An estimated 200,000-plus citizen (and non-citizen) activists descended on Washington, D.C., for the People's Climate March on April 29 -- President Trump’s 100th day in office -- while tens of thousands more in cities around the world rose in resistance and solidarity to remind America’s national leaders that action on anthropogenic climate change will define political power now and in the future. Never before in the Sierra Club’s 125-year history has our mission to explore, enjoy, and fight to protect and defend our planet been so clear. We marched to resist the Trump administration's assault on American values and to stand up for clean air, clean water, family-supporting jobs, protecting all of our communities, and investing in our future.

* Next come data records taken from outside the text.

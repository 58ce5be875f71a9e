use crate::serialization::DEFAULT_EXPORT_PREFIX;
use crate::ConnectionPolicy;
use anyhow::{Context, Result};
use serde::{Deserialize, Serialize};
use std::fs::File;
use std::io::BufReader;
use std::path::Path;

/// How exported documents are named and formatted
#[derive(Debug, Clone, PartialEq, Eq, Serialize, Deserialize)]
#[serde(default)]
pub struct ExportSettings {
    /// File name prefix; the export date and `.json` are appended
    pub file_prefix: String,
    pub pretty: bool,
}

impl Default for ExportSettings {
    fn default() -> Self {
        Self {
            file_prefix: DEFAULT_EXPORT_PREFIX.to_string(),
            pretty: true,
        }
    }
}

/// Settings for one editing session
#[derive(Debug, Clone, Default, PartialEq, Eq, Serialize, Deserialize)]
#[serde(default)]
pub struct EditorConfig {
    pub connection: ConnectionPolicy,
    pub export: ExportSettings,
}

impl EditorConfig {
    /// Load config from a JSON file; missing keys fall back to defaults
    pub fn load(path: &Path) -> Result<Self> {
        let file = File::open(path)
            .with_context(|| format!("Failed to open config file: {}", path.display()))?;
        let reader = BufReader::new(file);
        serde_json::from_reader(reader)
            .with_context(|| format!("Failed to parse config from: {}", path.display()))
    }
}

Aaron Mair with Indigenous Environmental Network executive director Tom Goldtooth, 350.org co-founder Bill McKibben, and filmmaker/environmentalist Darren Aronofsky.
John Muir used the simple organizing and mobilizing tool of a humble outing to inspire President Theodore Roosevelt to protect a national treasure -- Yosemite -- and commemorate it as a national park. This tried-and-true tool proved effective when we had a functioning democracy and a national government that respected science. Today we have a congress and White House that are seeking to dismantle (or as they put it, “deconstruct”) not only government, but also long-standing laws like the Antiquities Act of 1906, which gives presidents the power designate national monuments on federal lands in order to protect natural, cultural, or scientific features. Now we must march and work in concert with other environmental and justice-focused groups to build a movement to resist this governing threat to environmental protection.
Theodore Roosevelt and John Muir at Glacier Point, overlooking Yosemite Valley. Photo courtesy of the Sierra Club.
President Obama used the Antiquities Act to not only preserve wilderness acreage, but also to heal our country’s cultural disconnect over how Native Americans, blacks, Asians, Hispanics, and the labor, faith, justice, and LGBTQ communities all have sacred symbols, places, and spaces that need to be preserved for the enrichment of the common good for generations to come. The current attempt by the Trump administration to dismantle the newly designated Bears Ears National Monument represents more than the threat of losing wilderness and open space; it represents the perpetuation of a longstanding assault on Native American sacred space.
Bears Ears National Monument. Photo courtesy of the Bureau of Land Management.
The designation of Bears Ears as a national monument is a shining example of how far our nation and the environmental movement have come in building national awareness of errors committed in the past in the name of conservation, but which all too often came at the expense of the deep cultural connection Native Americans have with the land. President Obama recognized this, and used the Antiquities Act not only to protect North American landscapes, but to help heal historic wrongs and atone for past errors (however well-intentioned).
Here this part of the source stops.